This teaches unpackLoadToAggregate and unpackStoreToAggregate to unpack
scalable structs to individual loads/stores with insertvalues / extractvalues.
The gep used for the offsets uses an i8 ptradd as opposed to a struct gep, as
the struct geps are not supported and we canonicalize scalable geps to i8.
---
 .../InstCombineLoadStoreAlloca.cpp            | 38 ++++------
 .../InstCombine/scalable-vector-struct.ll     | 70 +++++++++++++++----
 2 files changed, 67 insertions(+), 41 deletions(-)

diff --git a/llvm/lib/Transforms/InstCombine/InstCombineLoadStoreAlloca.cpp b/llvm/lib/Transforms/InstCombine/InstCombineLoadStoreAlloca.cpp
index 61f1c17592e966..f80bbffbab547e 100644
--- a/llvm/lib/Transforms/InstCombine/InstCombineLoadStoreAlloca.cpp
+++ b/llvm/lib/Transforms/InstCombine/InstCombineLoadStoreAlloca.cpp
@@ -704,29 +704,22 @@ static Instruction *unpackLoadToAggregate(InstCombinerImpl &IC, LoadInst &LI) {
     const DataLayout &DL = IC.getDataLayout();
     auto *SL = DL.getStructLayout(ST);
 
-    // Don't unpack for structure with scalable vector.

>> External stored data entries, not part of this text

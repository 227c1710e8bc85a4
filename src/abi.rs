//! Contract method encoding for the static ABI types the sponsorship
//! contract needs: `address`, `uintN` and `bool`.

use crate::address::Address;
use crate::crypto::keccak256;
use crate::error::{Result, SponsorError};
use crate::hexutil;
use num_bigint::BigUint;
use serde::{Deserialize, Serialize};
use std::fmt;

const WORD: usize = 32;

#[derive(Debug, Clone, Copy, PartialEq, Eq)]
pub enum ParamType {
    Address,
    /// Bit width, a multiple of 8 in `8..=256`.
    Uint(usize),
    Bool,
}

impl ParamType {
    pub fn parse(s: &str) -> Result<Self> {
        match s {
            "address" => Ok(ParamType::Address),
            "bool" => Ok(ParamType::Bool),
            "uint" => Ok(ParamType::Uint(256)),
            other => {
                let bits = other
                    .strip_prefix("uint")
                    .and_then(|n| n.parse::<usize>().ok())
                    .ok_or_else(|| SponsorError::Abi(format!("unsupported type {}", other)))?;
                if bits == 0 || bits > 256 || bits % 8 != 0 {
                    return Err(SponsorError::Abi(format!("invalid integer width {}", other)));
                }
                Ok(ParamType::Uint(bits))
            }
        }
    }
}

impl fmt::Display for ParamType {
    fn fmt(&self, f: &mut fmt::Formatter<'_>) -> fmt::Result {
        match self {
            ParamType::Address => write!(f, "address"),
            ParamType::Uint(bits) => write!(f, "uint{}", bits),
            ParamType::Bool => write!(f, "bool"),
        }
    }
}

/// A bound argument value.
#[derive(Debug, Clone, PartialEq, Eq)]
pub enum Token {
    Address(Address),
    Uint(BigUint),
    Bool(bool),
}

impl Token {
    /// Parse a textual argument: hex addresses, `0x`-hex or decimal integers,
    /// `true`/`false`.
    pub fn parse(kind: ParamType, s: &str) -> Result<Self> {
        match kind {
            ParamType::Address => Ok(Token::Address(s.parse()?)),
            ParamType::Uint(_) => Ok(Token::Uint(hexutil::parse_quantity(s)?)),
            ParamType::Bool => match s.trim() {
                "true" => Ok(Token::Bool(true)),
                "false" => Ok(Token::Bool(false)),
                other => Err(SponsorError::Abi(format!("invalid bool {}", other))),
            },
        }
    }

    fn encode_word(&self, kind: ParamType, out: &mut Vec<u8>) -> Result<()> {
        let mut word = [0u8; WORD];
        match (kind, self) {
            (ParamType::Address, Token::Address(addr)) => {
                word[WORD - 20..].copy_from_slice(addr.as_bytes());
            }
            (ParamType::Uint(bits), Token::Uint(value)) => {
                if value.bits() > bits as u64 {
                    return Err(SponsorError::Abi(format!(
                        "value {} does not fit in uint{}",
                        value, bits
                    )));
                }
                let bytes = value.to_bytes_be();
                let bytes = hexutil::trim_leading_zeros(&bytes);
                word[WORD - bytes.len()..].copy_from_slice(bytes);
            }
            (ParamType::Bool, Token::Bool(b)) => {
                word[WORD - 1] = u8::from(*b);
            }
            (kind, token) => {
                return Err(SponsorError::Abi(format!(
                    "argument {:?} does not match type {}",
                    token, kind
                )));
            }
        }
        out.extend_from_slice(&word);
        Ok(())
    }

    fn decode_word(kind: ParamType, word: &[u8]) -> Result<Self> {
        match kind {
            ParamType::Address => {
                if word[..WORD - 20].iter().any(|b| *b != 0) {
                    return Err(SponsorError::Abi("dirty address padding".into()));
                }
                Ok(Token::Address(Address::from_slice(&word[WORD - 20..])?))
            }
            ParamType::Uint(bits) => {
                let value = BigUint::from_bytes_be(word);
                if value.bits() > bits as u64 {
                    return Err(SponsorError::Abi(format!("value overflows uint{}", bits)));
                }
                Ok(Token::Uint(value))
            }
            ParamType::Bool => match word {
                w if w[..WORD - 1].iter().all(|b| *b == 0) && w[WORD - 1] <= 1 => {
                    Ok(Token::Bool(w[WORD - 1] == 1))
                }
                _ => Err(SponsorError::Abi("invalid bool word".into())),
            },
        }
    }
}

#[derive(Debug, Clone, PartialEq, Eq, Serialize, Deserialize)]
pub struct Param {
    pub name: String,
    #[serde(rename = "type")]
    pub kind: String,
}

/// A single entry of a JSON contract ABI describing a function.
#[derive(Debug, Clone, PartialEq, Eq, Serialize, Deserialize)]
#[serde(rename_all = "camelCase")]
pub struct FunctionDescriptor {
    #[serde(default)]
    pub constant: bool,
    pub inputs: Vec<Param>,
    pub name: String,
    #[serde(default)]
    pub outputs: Vec<Param>,
    #[serde(default)]
    pub payable: bool,
    #[serde(default)]
    pub state_mutability: Option<String>,
    #[serde(rename = "type")]
    pub kind: String,
}

impl FunctionDescriptor {
    /// Parse and validate one ABI entry from JSON.
    pub fn from_json(json: &str) -> Result<Self> {
        let descriptor: FunctionDescriptor = serde_json::from_str(json)?;
        if descriptor.kind != "function" {
            return Err(SponsorError::Abi(format!(
                "{} is a {}, not a function",
                descriptor.name, descriptor.kind
            )));
        }
        descriptor.input_types()?;
        Ok(descriptor)
    }

    pub fn input_types(&self) -> Result<Vec<ParamType>> {
        self.inputs.iter().map(|p| ParamType::parse(&p.kind)).collect()
    }

    /// Canonical signature, e.g. `addUser(address,address)`.
    pub fn signature(&self) -> String {
        let types: Vec<String> = self
            .inputs
            .iter()
            .map(|p| {
                ParamType::parse(&p.kind)
                    .map(|t| t.to_string())
                    .unwrap_or_else(|_| p.kind.clone())
            })
            .collect();
        format!("{}({})", self.name, types.join(","))
    }

    pub fn selector(&self) -> [u8; 4] {
        let hash = keccak256(self.signature().as_bytes());
        [hash[0], hash[1], hash[2], hash[3]]
    }

    /// `true` unless the function is declared `view`/`pure`/`constant`.
    pub fn is_mutating(&self) -> bool {
        match self.state_mutability.as_deref() {
            Some("view") | Some("pure") => false,
            Some(_) => true,
            None => !self.constant,
        }
    }

    pub fn encode_call(&self, args: &[Token]) -> Result<Vec<u8>> {
        let types = self.input_types()?;
        if types.len() != args.len() {
            return Err(SponsorError::Abi(format!(
                "{} expects {} arguments, got {}",
                self.name,
                types.len(),
                args.len()
            )));
        }
        let mut out = Vec::with_capacity(4 + WORD * args.len());
        out.extend_from_slice(&self.selector());
        for (kind, token) in types.iter().zip(args) {
            token.encode_word(*kind, &mut out)?;
        }
        Ok(out)
    }

    /// Encode from textual arguments, one per input.
    pub fn encode_call_str(&self, args: &[&str]) -> Result<Vec<u8>> {
        let types = self.input_types()?;
        if types.len() != args.len() {
            return Err(SponsorError::Abi(format!(
                "{} expects {} arguments, got {}",
                self.name,
                types.len(),
                args.len()
            )));
        }
        let tokens = types
            .iter()
            .zip(args)
            .map(|(kind, s)| Token::parse(*kind, s))
            .collect::<Result<Vec<_>>>()?;
        self.encode_call(&tokens)
    }

    pub fn decode_call(&self, data: &[u8]) -> Result<Vec<Token>> {
        let types = self.input_types()?;
        if data.len() != 4 + WORD * types.len() {
            return Err(SponsorError::Abi(format!(
                "call data for {} must be {} bytes, got {}",
                self.name,
                4 + WORD * types.len(),
                data.len()
            )));
        }
        if data[..4] != self.selector() {
            return Err(SponsorError::Abi(format!("selector mismatch for {}", self.name)));
        }
        types
            .iter()
            .zip(data[4..].chunks(WORD))
            .map(|(kind, word)| Token::decode_word(*kind, word))
            .collect()
    }
}

#[cfg(test)]
mod tests {
    use super::*;

    const TRANSFER_ABI: &str = r#"{
        "constant": false,
        "inputs": [{"name": "to", "type": "address"}, {"name": "amount", "type": "uint256"}],
        "name": "transfer",
        "outputs": [{"name": "", "type": "bool"}],
        "payable": false,
        "stateMutability": "nonpayable",
        "type": "function"
    }"#;

    #[test]
    fn test_transfer_selector() {
        let f = FunctionDescriptor::from_json(TRANSFER_ABI).unwrap();
        assert_eq!(f.signature(), "transfer(address,uint256)");
        assert_eq!(hex::encode(f.selector()), "a9059cbb");
        assert!(f.is_mutating());
    }

    #[test]
    fn test_encode_decode_call() {
        let f = FunctionDescriptor::from_json(TRANSFER_ABI).unwrap();
        let data = f
            .encode_call_str(&["0x91436f1e5008b2e6093e114a25842f060012685d", "0x10"])
            .unwrap();
        assert_eq!(data.len(), 4 + 64);
        assert_eq!(data[4 + 63], 0x10);

        let tokens = f.decode_call(&data).unwrap();
        assert_eq!(
            tokens[0],
            Token::Address("0x91436f1e5008b2e6093e114a25842f060012685d".parse().unwrap())
        );
        assert_eq!(tokens[1], Token::Uint(BigUint::from(16u8)));
    }

    #[test]
    fn test_uint_range_enforced() {
        let f = FunctionDescriptor::from_json(
            r#"{"inputs":[{"name":"x","type":"uint8"}],"name":"f","type":"function"}"#,
        )
        .unwrap();
        assert!(f.encode_call_str(&["255"]).is_ok());
        assert!(f.encode_call_str(&["256"]).is_err());

        let u256 = FunctionDescriptor::from_json(
            r#"{"inputs":[{"name":"x","type":"uint256"}],"name":"f","type":"function"}"#,
        )
        .unwrap();
        let max = format!("0x{}", "ff".repeat(32));
        assert!(u256.encode_call_str(&[&max]).is_ok());
        let over = format!("0x1{}", "00".repeat(32));
        assert!(u256.encode_call_str(&[&over]).is_err());
    }

    #[test]
    fn test_argument_mismatch() {
        let f = FunctionDescriptor::from_json(TRANSFER_ABI).unwrap();
        assert!(f.encode_call(&[Token::Bool(true)]).is_err());
        assert!(f
            .encode_call(&[Token::Bool(true), Token::Uint(BigUint::default())])
            .is_err());
    }

    #[test]
    fn test_decode_rejects_wrong_selector() {
        let f = FunctionDescriptor::from_json(TRANSFER_ABI).unwrap();
        let mut data = f
            .encode_call_str(&["0x91436f1e5008b2e6093e114a25842f060012685d", "1"])
            .unwrap();
        data[0] ^= 0xff;
        assert!(f.decode_call(&data).is_err());
    }

    #[test]
    fn test_rejects_non_function_entries() {
        let event = r#"{"inputs":[],"name":"Transfer","type":"event"}"#;
        assert!(FunctionDescriptor::from_json(event).is_err());
        let bad_type = r#"{"inputs":[{"name":"s","type":"string"}],"name":"f","type":"function"}"#;
        assert!(FunctionDescriptor::from_json(bad_type).is_err());
    }
}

-    if (SL->getSizeInBits().isScalable())
-      return nullptr;
-
     if (SL->hasPadding())
       return nullptr;
 
     const auto Align = LI.getAlign();
     auto *Addr = LI.getPointerOperand();
-    auto *IdxType = Type::getInt32Ty(T->getContext());
-    auto *Zero = ConstantInt::get(IdxType, 0);
+    auto *IdxType = DL.getIndexType(Addr->getType());
 
     Value *V = PoisonValue::get(T);
     for (unsigned i = 0; i < NumElements; i++) {
-      Value *Indices[2] = {
-        Zero,
-        ConstantInt::get(IdxType, i),
-      };
-      auto *Ptr = IC.Builder.CreateInBoundsGEP(ST, Addr, ArrayRef(Indices),
-                                               Name + ".elt");
+      auto *Ptr = IC.Builder.CreateInBoundsPtrAdd(
+          Addr, IC.Builder.CreateTypeSize(IdxType, SL->getElementOffset(i)),
+          Name + ".elt");
       auto *L = IC.Builder.CreateAlignedLoad(
           ST->getElementType(i), Ptr,
-          commonAlignment(Align, SL->getElementOffset(i)), Name + ".unpack");
+          commonAlignment(Align, SL->getElementOffset(i).getKnownMinValue()),
+          Name + ".unpack");
       // Propagate AA metadata. It'll still be valid on the narrowed load.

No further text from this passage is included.